«All’interno di un sistema che nega l’esistenza di diritti umani fondamentali, la paura tende a essere all’ordine del giorno […] Una forma molto insidiosa di paura è quella che si maschera come buon senso o addirittura saggezza, condannando come sciocchi, inconsulti, insignificanti o velleitari i piccoli atti di coraggio quotidiani che contribuiscono a salvaguardare la stima per se stessi e la dignità umana. Non è facile per un popolo condizionato dai timori, soggetto alla regola ferrea che la ragione è del più forte, liberarsi dai debilitanti miasmi della paura. Eppure, anche sotto la minaccia della macchina statale più schiacciante, il coraggio continua a risorgere, poiché la paura non è lo stato naturale dell’uomo civile».

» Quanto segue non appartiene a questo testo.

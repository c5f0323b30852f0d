//! Response correlation
//!
//! The server answers commands strictly in the order it received them, so
//! the only correlation key is position: the oldest outstanding request owns
//! the next reply line.
//!
//! A request whose caller gave up (timeout or dropped future) keeps its slot
//! in the queue. Its reply is still coming and must be consumed by that
//! slot; removing the slot would shift every later reply onto the wrong
//! request.

use std::collections::VecDeque;

use imdb_protocol::Response;
use parking_lot::Mutex;
use tokio::sync::oneshot;
use tracing::{debug, warn};

use crate::error::{ClientError, ClientResult};

type Completion = oneshot::Sender<ClientResult<Response>>;

/// Receiving side of an enqueued request
pub type PendingResponse = oneshot::Receiver<ClientResult<Response>>;

struct PendingRequest {
    seq: u64,
    command: String,
    /// `None` once the caller stopped waiting
    completion: Option<Completion>,
}

struct Queue {
    pending: VecDeque<PendingRequest>,
    next_seq: u64,
}

/// What became of a reply line
#[derive(Debug, Clone, Copy, PartialEq, Eq)]
pub enum Resolution {
    /// Handed to the waiting caller
    Delivered { seq: u64 },
    /// Consumed by a slot whose caller already gave up
    Discarded { seq: u64 },
    /// Nothing was pending
    Orphaned,
}

/// FIFO of outstanding requests on one connection
pub struct ResponseCorrelator {
    queue: Mutex<Queue>,
    max_pending: usize,
}

impl ResponseCorrelator {
    pub fn new(max_pending: usize) -> Self {
        Self {
            queue: Mutex::new(Queue {
                pending: VecDeque::new(),
                next_seq: 0,
            }),
            max_pending,
        }
    }

    /// Register a request. Must happen before its line is written.
    pub fn enqueue(&self, command: &str) -> ClientResult<(u64, PendingResponse)> {
        let mut queue = self.queue.lock();
        if queue.pending.len() >= self.max_pending {
            return Err(ClientError::TooManyPending {
                limit: self.max_pending,
            });
        }

        let seq = queue.next_seq;
        queue.next_seq += 1;

        let (tx, rx) = oneshot::channel();
        queue.pending.push_back(PendingRequest {
            seq,
            command: command.to_string(),
            completion: Some(tx),
        });
        Ok((seq, rx))
    }

    /// Complete the oldest pending request with `line`
    pub fn resolve_next(&self, line: String) -> Resolution {
        let Some(request) = self.queue.lock().pending.pop_front() else {
            warn!(line = %line, "Response with no pending request, dropping");
            return Resolution::Orphaned;
        };

        let seq = request.seq;
        match request.completion {
            Some(tx) => match tx.send(Ok(Response::new(line))) {
                Ok(()) => Resolution::Delivered { seq },
                Err(_) => {
                    debug!(seq, command = %request.command, "Caller went away, discarding response");
                    Resolution::Discarded { seq }
                }
            },
            None => {
                debug!(seq, command = %request.command, "Late response for expired request");
                Resolution::Discarded { seq }
            }
        }
    }

    /// Stop waiting on `seq` without giving up its queue slot.
    ///
    /// Returns false if the request was already resolved.
    pub fn expire(&self, seq: u64) -> bool {
        let mut queue = self.queue.lock();
        match queue.pending.iter_mut().find(|r| r.seq == seq) {
            Some(request) => request.completion.take().is_some(),
            None => false,
        }
    }

    /// Fail every outstanding request. Returns how many were waiting.
    pub fn fail_all(&self, reason: &str) -> usize {
        let drained: Vec<PendingRequest> = self.queue.lock().pending.drain(..).collect();

        let mut failed = 0;
        for request in drained {
            if let Some(tx) = request.completion {
                if tx.send(Err(ClientError::Connection(reason.to_string()))).is_ok() {
                    failed += 1;
                }
            }
        }
        failed
    }

    /// Outstanding slots, expired ones included
    pub fn len(&self) -> usize {
        self.queue.lock().pending.len()
    }

    pub fn is_empty(&self) -> bool {
        self.len() == 0
    }

    pub fn max_pending(&self) -> usize {
        self.max_pending
    }
}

Classe 1945. Aung San Suu Kyi è l’icona della forza, della costanza e della pace. È divenuto un caso internazionale in seguito alle condanne applicate dal governo nei confronti della sua persona. Ha rischiato la vita in questi anni, l’ha messa in gioco e tuttora continua la sua battaglia personale nella difesa dei diritti umani per il popolo birmano. Leader di un movimento non violento, il Premio Nobel per la Pace viene ricordato per la tenacia e per i principi saldi in cui crede. Emblematica è stata la costruzione del sistema di istruzione e sanitario per la Birmania, in seguito alla vittoria del Premio precedentemente accennato.

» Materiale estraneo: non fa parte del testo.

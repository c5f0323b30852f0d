//! imdb Command types and line encoding

use base64::engine::general_purpose::STANDARD;
use base64::Engine;
use bytes::{BufMut, Bytes, BytesMut};
use std::fmt;
use tracing::warn;

use crate::error::{ProtocolError, ProtocolResult};

/// A value stored with SET.
///
/// Text is quoted on the wire with embedded `"` escaped; every other variant
/// is written as its literal form.
#[derive(Debug, Clone, PartialEq)]
pub enum Value {
    Text(String),
    Integer(i64),
    Float(f64),
    Bool(bool),
}

impl fmt::Display for Value {
    fn fmt(&self, f: &mut fmt::Formatter<'_>) -> fmt::Result {
        match self {
            Value::Text(s) => write!(f, "\"{}\"", s.replace('"', "\\\"")),
            Value::Integer(n) => write!(f, "{}", n),
            Value::Float(x) => write!(f, "{}", x),
            Value::Bool(b) => write!(f, "{}", b),
        }
    }
}

impl From<&str> for Value {
    fn from(s: &str) -> Self {
        Value::Text(s.to_string())
    }
}

impl From<String> for Value {
    fn from(s: String) -> Self {
        Value::Text(s)
    }
}

impl From<i64> for Value {
    fn from(n: i64) -> Self {
        Value::Integer(n)
    }
}

impl From<i32> for Value {
    fn from(n: i32) -> Self {
        Value::Integer(n.into())
    }
}

impl From<u32> for Value {
    fn from(n: u32) -> Self {
        Value::Integer(n.into())
    }
}

impl From<f64> for Value {
    fn from(x: f64) -> Self {
        Value::Float(x)
    }
}

impl From<bool> for Value {
    fn from(b: bool) -> Self {
        Value::Bool(b)
    }
}

/// All supported commands
#[derive(Debug, Clone, PartialEq)]
pub enum Command {
    /// SET <key> <value>
    Set { key: String, value: Value },

    /// GET <key>
    Get { key: String },

    /// LPUSH <key> <v1> <v2> ...
    LPush { key: String, values: Vec<String> },

    /// RPUSH <key> <v1> <v2> ...
    RPush { key: String, values: Vec<String> },

    /// LPOP <key>
    LPop { key: String },

    /// RPOP <key>
    RPop { key: String },

    /// SADD <key> <m1> <m2> ...
    SAdd { key: String, members: Vec<String> },

    /// SMEMBERS <key>
    SMembers { key: String },

    /// HSET <key> <field> <value>
    HSet {
        key: String,
        field: String,
        value: String,
    },

    /// HGET <key> <field>
    HGet { key: String, field: String },

    /// SUBSCRIBE <channel>
    Subscribe { channel: String },

    /// PUBLISH <channel> <message>
    Publish { channel: String, message: String },

    /// PUBLISH_JSON <channel> <json>
    PublishJson {
        channel: String,
        data: serde_json::Value,
    },

    /// PUBLISH_INT <channel> <int>
    PublishInt { channel: String, value: i64 },

    /// PUBLISH_BIN <channel> <base64>
    PublishBin { channel: String, data: Bytes },

    /// PUBLISH_ARRAY <channel> <json-array>
    PublishArray {
        channel: String,
        items: Vec<serde_json::Value>,
    },

    /// A pre-formatted command line, sent verbatim
    Raw { line: String },
}

impl Command {
    pub fn set(key: impl Into<String>, value: impl Into<Value>) -> Self {
        Command::Set {
            key: key.into(),
            value: value.into(),
        }
    }

    pub fn get(key: impl Into<String>) -> Self {
        Command::Get { key: key.into() }
    }

    pub fn lpush<I, S>(key: impl Into<String>, values: I) -> Self
    where
        I: IntoIterator<Item = S>,
        S: Into<String>,
    {
        Command::LPush {
            key: key.into(),
            values: values.into_iter().map(Into::into).collect(),
        }
    }

    pub fn rpush<I, S>(key: impl Into<String>, values: I) -> Self
    where
        I: IntoIterator<Item = S>,
        S: Into<String>,
    {
        Command::RPush {
            key: key.into(),
            values: values.into_iter().map(Into::into).collect(),
        }
    }

    pub fn lpop(key: impl Into<String>) -> Self {
        Command::LPop { key: key.into() }
    }

    pub fn rpop(key: impl Into<String>) -> Self {
        Command::RPop { key: key.into() }
    }

    pub fn sadd<I, S>(key: impl Into<String>, members: I) -> Self
    where
        I: IntoIterator<Item = S>,
        S: Into<String>,
    {
        Command::SAdd {
            key: key.into(),
            members: members.into_iter().map(Into::into).collect(),
        }
    }

    pub fn smembers(key: impl Into<String>) -> Self {
        Command::SMembers { key: key.into() }
    }

    pub fn hset(key: impl Into<String>, field: impl Into<String>, value: impl Into<String>) -> Self {
        Command::HSet {
            key: key.into(),
            field: field.into(),
            value: value.into(),
        }
    }

    pub fn hget(key: impl Into<String>, field: impl Into<String>) -> Self {
        Command::HGet {
            key: key.into(),
            field: field.into(),
        }
    }

    pub fn subscribe(channel: impl Into<String>) -> Self {
        Command::Subscribe {
            channel: channel.into(),
        }
    }

    pub fn publish(channel: impl Into<String>, message: impl Into<String>) -> Self {
        Command::Publish {
            channel: channel.into(),
            message: message.into(),
        }
    }

    pub fn publish_json(channel: impl Into<String>, data: serde_json::Value) -> Self {
        Command::PublishJson {
            channel: channel.into(),
            data,
        }
    }

    pub fn publish_int(channel: impl Into<String>, value: i64) -> Self {
        Command::PublishInt {
            channel: channel.into(),
            value,
        }
    }

    pub fn publish_bin(channel: impl Into<String>, data: impl Into<Bytes>) -> Self {
        Command::PublishBin {
            channel: channel.into(),
            data: data.into(),
        }
    }

    pub fn publish_array(channel: impl Into<String>, items: Vec<serde_json::Value>) -> Self {
        Command::PublishArray {
            channel: channel.into(),
            items,
        }
    }

    pub fn raw(line: impl Into<String>) -> Self {
        Command::Raw { line: line.into() }
    }

    /// Wire name of the command. For raw lines this is the first token.
    pub fn name(&self) -> &str {
        match self {
            Command::Set { .. } => "SET",
            Command::Get { .. } => "GET",
            Command::LPush { .. } => "LPUSH",
            Command::RPush { .. } => "RPUSH",
            Command::LPop { .. } => "LPOP",
            Command::RPop { .. } => "RPOP",
            Command::SAdd { .. } => "SADD",
            Command::SMembers { .. } => "SMEMBERS",
            Command::HSet { .. } => "HSET",
            Command::HGet { .. } => "HGET",
            Command::Subscribe { .. } => "SUBSCRIBE",
            Command::Publish { .. } => "PUBLISH",
            Command::PublishJson { .. } => "PUBLISH_JSON",
            Command::PublishInt { .. } => "PUBLISH_INT",
            Command::PublishBin { .. } => "PUBLISH_BIN",
            Command::PublishArray { .. } => "PUBLISH_ARRAY",
            Command::Raw { line } => line.split_whitespace().next().unwrap_or(""),
        }
    }

    /// Encode the command to a newline-terminated line
    pub fn encode(&self) -> ProtocolResult<BytesMut> {
        let mut buf = BytesMut::new();
        self.encode_into(&mut buf)?;
        Ok(buf)
    }

    /// Encode the command into an existing buffer.
    ///
    /// Arguments are validated first; on error nothing is written to `buf`.
    pub fn encode_into(&self, buf: &mut BytesMut) -> ProtocolResult<()> {
        self.validate()?;

        let args: Vec<String> = match self {
            Command::Set { key, value } => vec![key.clone(), value.to_string()],
            Command::Get { key }
            | Command::LPop { key }
            | Command::RPop { key }
            | Command::SMembers { key } => vec![key.clone()],
            Command::LPush { key, values } | Command::RPush { key, values } => {
                vec![key.clone(), values.join(" ")]
            }
            Command::SAdd { key, members } => vec![key.clone(), members.join(" ")],
            Command::HSet { key, field, value } => vec![key.clone(), field.clone(), value.clone()],
            Command::HGet { key, field } => vec![key.clone(), field.clone()],
            Command::Subscribe { channel } => vec![channel.clone()],
            Command::Publish { channel, message } => vec![channel.clone(), message.clone()],
            Command::PublishJson { channel, data } => vec![channel.clone(), data.to_string()],
            Command::PublishInt { channel, value } => vec![channel.clone(), value.to_string()],
            Command::PublishBin { channel, data } => vec![channel.clone(), STANDARD.encode(data)],
            Command::PublishArray { channel, items } => {
                vec![channel.clone(), serde_json::Value::Array(items.clone()).to_string()]
            }
            Command::Raw { line } => {
                buf.put_slice(line.trim().as_bytes());
                buf.put_u8(b'\n');
                return Ok(());
            }
        };

        buf.put_slice(self.name().as_bytes());
        for arg in &args {
            buf.put_u8(b' ');
            buf.put_slice(arg.as_bytes());
        }
        buf.put_u8(b'\n');
        Ok(())
    }

    fn validate(&self) -> ProtocolResult<()> {
        match self {
            Command::Set { key, value } => {
                check_token("key", key)?;
                match value {
                    Value::Text(s) => check_text("value", s),
                    Value::Float(x) if !x.is_finite() => {
                        Err(ProtocolError::invalid("value", "float must be finite"))
                    }
                    _ => Ok(()),
                }
            }
            Command::Get { key }
            | Command::LPop { key }
            | Command::RPop { key }
            | Command::SMembers { key } => check_token("key", key),
            Command::LPush { key, values } | Command::RPush { key, values } => {
                check_token("key", key)?;
                check_members(self.name(), key, "values", values)
            }
            Command::SAdd { key, members } => {
                check_token("key", key)?;
                check_members(self.name(), key, "members", members)
            }
            Command::HSet { key, field, value } => {
                check_token("key", key)?;
                check_token("field", field)?;
                check_text("value", value)
            }
            Command::HGet { key, field } => {
                check_token("key", key)?;
                check_token("field", field)
            }
            Command::Subscribe { channel }
            | Command::PublishJson { channel, .. }
            | Command::PublishInt { channel, .. }
            | Command::PublishBin { channel, .. }
            | Command::PublishArray { channel, .. } => check_token("channel", channel),
            Command::Publish { channel, message } => {
                check_token("channel", channel)?;
                check_text("message", message)
            }
            Command::Raw { line } => {
                if line.trim().is_empty() {
                    return Err(ProtocolError::MissingArgument("command".into()));
                }
                check_text("line", line.trim())
            }
        }
    }
}

/// Keys, fields and channels are positional tokens
fn check_token(name: &str, value: &str) -> ProtocolResult<()> {
    if value.is_empty() {
        return Err(ProtocolError::MissingArgument(name.into()));
    }
    if value.chars().any(char::is_whitespace) {
        return Err(ProtocolError::invalid(name, "must not contain whitespace"));
    }
    Ok(())
}

fn check_text(name: &str, value: &str) -> ProtocolResult<()> {
    if value.contains(|c| c == '\n' || c == '\r') {
        return Err(ProtocolError::invalid(name, "must not contain line breaks"));
    }
    Ok(())
}

fn check_members(command: &str, key: &str, name: &str, members: &[String]) -> ProtocolResult<()> {
    if members.is_empty() {
        return Err(ProtocolError::MissingArgument(name.into()));
    }
    for member in members {
        check_text(name, member)?;
        if member.is_empty() || member.chars().any(char::is_whitespace) {
            // Members are joined unescaped; the server will split this one.
            warn!(command, key, member = %member, "Member is empty or contains whitespace");
        }
    }
    Ok(())
}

Nel 2005, e nei due anni successivi, è stata condannata agli arresti domiciliari. Nel 2010 le sono stati rinnovati a seguito di una nuova accusa di violazione della normativa della sicurezza. Stati Uniti e Unione Europea hanno mostrato il loro sdegno con voce unica e consolidata. Fu liberata nel novembre del 2007.
Oggi Aung San Suu Kyi è pronta a rimettere in gioco la sua vita. La folla è lì ad incitarla. Una miriade di persone convinte del suo operato e del raggiungimento dei suoi obiettivi. A Dewei ha aperto la sua campagna elettorale che la vedrà impegnata per i prossimi due mesi. Tutto questo non sarebbe stato possibile se non fosse stata “liberata” dalle mura della sua stessa casa. Si tratta del quarto viaggio fuori dalla capitale ed è stato vissuto in un clima di tranquillità a cui il Premio Nobel non era abituato. “Ci sono certe leggi che costituiscono ostacoli alla libertà della popolazione. Lotteremo per abolirle in Parlamento“. Questo uno stralcio del discorso. Queste parole sono il simbolo della sua rivoluzione; sono gli obiettivi che vuole perseguire con la tenacia che l’ha contraddistinta nell’ultimi sette anni.
La sua candidatura deve essere ancora accettata e convalidata, ma la risposta all’eventualità è stata decisamente positiva. In più Nay Zin Latt – consigliere politico del nuovo presidente birmano Thein Sein – ha proposto a Suu Kyi un incarico come ministro, un “posto importante nell’amministrazione dello Stato”. Tutto questo sarà possibile solo se eletta al Parlamento nelle elezioni suppletive che avranno luogo il primo aprile di quest’anno.